→ Collected data:
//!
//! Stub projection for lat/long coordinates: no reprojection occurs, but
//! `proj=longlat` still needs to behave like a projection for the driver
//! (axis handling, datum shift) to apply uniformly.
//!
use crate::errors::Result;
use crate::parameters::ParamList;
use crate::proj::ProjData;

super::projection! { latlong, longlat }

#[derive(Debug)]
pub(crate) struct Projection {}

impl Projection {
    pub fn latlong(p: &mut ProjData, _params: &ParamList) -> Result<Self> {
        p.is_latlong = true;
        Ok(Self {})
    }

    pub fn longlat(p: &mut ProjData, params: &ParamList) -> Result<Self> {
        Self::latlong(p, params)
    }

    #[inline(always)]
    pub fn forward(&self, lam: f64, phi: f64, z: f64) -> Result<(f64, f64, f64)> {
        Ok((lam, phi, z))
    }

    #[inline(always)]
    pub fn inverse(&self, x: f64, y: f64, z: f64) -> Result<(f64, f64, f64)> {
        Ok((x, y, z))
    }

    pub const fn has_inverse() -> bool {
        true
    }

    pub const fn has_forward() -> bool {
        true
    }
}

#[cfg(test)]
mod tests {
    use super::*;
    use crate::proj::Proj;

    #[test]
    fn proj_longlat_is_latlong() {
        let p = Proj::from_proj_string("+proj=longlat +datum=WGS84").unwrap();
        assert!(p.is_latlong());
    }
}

* * *

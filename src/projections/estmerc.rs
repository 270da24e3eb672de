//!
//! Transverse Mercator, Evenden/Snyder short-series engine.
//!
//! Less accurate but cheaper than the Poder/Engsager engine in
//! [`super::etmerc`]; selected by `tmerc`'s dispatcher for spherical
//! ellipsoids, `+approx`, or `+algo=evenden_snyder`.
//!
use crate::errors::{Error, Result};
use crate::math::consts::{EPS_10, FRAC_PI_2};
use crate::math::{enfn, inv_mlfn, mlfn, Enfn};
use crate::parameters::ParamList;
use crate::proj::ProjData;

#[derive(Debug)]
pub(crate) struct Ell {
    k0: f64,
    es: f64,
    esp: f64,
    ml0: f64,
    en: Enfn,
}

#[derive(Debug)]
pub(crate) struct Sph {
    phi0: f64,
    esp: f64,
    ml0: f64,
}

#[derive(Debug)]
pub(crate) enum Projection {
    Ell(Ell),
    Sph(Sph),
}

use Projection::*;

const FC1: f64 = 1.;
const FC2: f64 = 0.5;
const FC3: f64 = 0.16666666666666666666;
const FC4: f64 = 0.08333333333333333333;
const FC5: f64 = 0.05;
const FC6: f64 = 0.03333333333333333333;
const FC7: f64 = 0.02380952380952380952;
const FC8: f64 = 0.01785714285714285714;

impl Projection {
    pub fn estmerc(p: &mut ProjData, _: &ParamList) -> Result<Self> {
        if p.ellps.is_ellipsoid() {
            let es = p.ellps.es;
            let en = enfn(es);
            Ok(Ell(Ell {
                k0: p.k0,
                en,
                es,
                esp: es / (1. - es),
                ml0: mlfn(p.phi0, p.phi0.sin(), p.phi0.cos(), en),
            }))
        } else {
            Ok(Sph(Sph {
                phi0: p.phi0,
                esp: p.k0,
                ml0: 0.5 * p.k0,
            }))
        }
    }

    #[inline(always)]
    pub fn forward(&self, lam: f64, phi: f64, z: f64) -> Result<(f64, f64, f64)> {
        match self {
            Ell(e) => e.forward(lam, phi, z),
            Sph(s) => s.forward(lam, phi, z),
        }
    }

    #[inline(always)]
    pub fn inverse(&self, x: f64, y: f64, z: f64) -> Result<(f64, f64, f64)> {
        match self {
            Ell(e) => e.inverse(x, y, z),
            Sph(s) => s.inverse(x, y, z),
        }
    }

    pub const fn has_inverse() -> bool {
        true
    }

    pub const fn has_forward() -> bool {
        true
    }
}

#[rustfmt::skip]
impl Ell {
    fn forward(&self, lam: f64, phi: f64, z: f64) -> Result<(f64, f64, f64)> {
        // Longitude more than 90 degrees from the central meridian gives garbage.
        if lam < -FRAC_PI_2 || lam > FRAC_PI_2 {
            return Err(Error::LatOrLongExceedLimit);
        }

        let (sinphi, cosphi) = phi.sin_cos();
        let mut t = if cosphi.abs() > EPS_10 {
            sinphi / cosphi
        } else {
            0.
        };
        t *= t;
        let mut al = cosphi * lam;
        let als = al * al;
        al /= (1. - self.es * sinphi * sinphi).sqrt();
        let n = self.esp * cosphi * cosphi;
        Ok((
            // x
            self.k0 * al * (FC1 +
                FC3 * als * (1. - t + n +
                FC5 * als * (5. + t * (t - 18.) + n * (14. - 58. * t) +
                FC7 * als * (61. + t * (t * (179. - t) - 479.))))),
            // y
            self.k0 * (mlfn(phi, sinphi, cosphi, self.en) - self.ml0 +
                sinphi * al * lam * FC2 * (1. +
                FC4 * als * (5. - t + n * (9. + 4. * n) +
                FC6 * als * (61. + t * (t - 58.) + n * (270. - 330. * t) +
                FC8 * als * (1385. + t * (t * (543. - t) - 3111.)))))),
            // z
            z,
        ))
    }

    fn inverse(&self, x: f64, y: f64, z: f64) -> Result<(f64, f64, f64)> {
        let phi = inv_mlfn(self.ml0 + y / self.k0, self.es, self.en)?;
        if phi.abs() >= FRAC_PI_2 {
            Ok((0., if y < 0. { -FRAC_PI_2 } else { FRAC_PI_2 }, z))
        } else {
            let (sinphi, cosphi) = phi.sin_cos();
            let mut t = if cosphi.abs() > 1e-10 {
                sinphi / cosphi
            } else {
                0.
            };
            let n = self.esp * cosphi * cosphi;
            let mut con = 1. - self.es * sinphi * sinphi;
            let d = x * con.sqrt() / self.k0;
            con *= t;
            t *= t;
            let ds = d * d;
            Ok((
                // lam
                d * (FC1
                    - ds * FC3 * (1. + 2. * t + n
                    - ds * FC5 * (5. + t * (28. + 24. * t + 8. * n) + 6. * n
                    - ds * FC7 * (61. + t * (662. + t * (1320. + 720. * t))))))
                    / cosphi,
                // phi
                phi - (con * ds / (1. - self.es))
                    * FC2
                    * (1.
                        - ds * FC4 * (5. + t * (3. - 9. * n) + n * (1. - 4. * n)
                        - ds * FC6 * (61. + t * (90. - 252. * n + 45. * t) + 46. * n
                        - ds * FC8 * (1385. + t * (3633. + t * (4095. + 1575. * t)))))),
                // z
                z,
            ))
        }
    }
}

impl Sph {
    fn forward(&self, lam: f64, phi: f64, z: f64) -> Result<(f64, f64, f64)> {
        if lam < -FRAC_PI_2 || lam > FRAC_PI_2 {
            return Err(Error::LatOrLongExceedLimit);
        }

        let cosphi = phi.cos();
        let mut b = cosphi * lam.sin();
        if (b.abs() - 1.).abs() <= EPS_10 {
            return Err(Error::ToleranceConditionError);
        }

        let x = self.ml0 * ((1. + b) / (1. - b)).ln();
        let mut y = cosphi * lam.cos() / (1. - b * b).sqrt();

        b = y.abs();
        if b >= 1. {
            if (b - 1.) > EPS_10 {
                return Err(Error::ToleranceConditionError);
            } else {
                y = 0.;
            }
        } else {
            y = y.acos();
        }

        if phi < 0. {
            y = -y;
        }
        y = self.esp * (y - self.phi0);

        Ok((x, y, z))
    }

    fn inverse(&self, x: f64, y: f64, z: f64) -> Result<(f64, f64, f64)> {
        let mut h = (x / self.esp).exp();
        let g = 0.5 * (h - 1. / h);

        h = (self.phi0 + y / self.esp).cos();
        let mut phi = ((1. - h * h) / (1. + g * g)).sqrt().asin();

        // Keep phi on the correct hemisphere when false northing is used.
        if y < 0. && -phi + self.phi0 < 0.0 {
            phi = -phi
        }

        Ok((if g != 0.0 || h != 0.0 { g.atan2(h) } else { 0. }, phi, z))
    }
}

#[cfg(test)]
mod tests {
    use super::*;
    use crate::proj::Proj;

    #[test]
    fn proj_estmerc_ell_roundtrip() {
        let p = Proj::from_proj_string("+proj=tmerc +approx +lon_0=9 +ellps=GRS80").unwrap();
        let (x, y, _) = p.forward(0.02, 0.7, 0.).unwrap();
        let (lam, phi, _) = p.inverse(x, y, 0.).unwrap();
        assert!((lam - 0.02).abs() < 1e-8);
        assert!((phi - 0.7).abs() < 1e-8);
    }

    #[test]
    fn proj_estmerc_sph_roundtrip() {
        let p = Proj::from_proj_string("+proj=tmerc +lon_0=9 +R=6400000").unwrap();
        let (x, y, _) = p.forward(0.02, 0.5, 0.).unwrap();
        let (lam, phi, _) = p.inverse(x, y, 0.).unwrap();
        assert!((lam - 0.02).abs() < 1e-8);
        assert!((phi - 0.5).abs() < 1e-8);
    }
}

→ EXERCISE PROMPT: For every line above that has "sqrt" in it, copy the line.

→ WRITTEN ANSWER:
        al /= (1. - self.es * sinphi * sinphi).sqrt();
            let d = x * con.sqrt() / self.k0;
        let mut y = cosphi * lam.cos() / (1. - b * b).sqrt();
        let mut phi = ((1. - h * h) / (1. + g * g)).sqrt().asin();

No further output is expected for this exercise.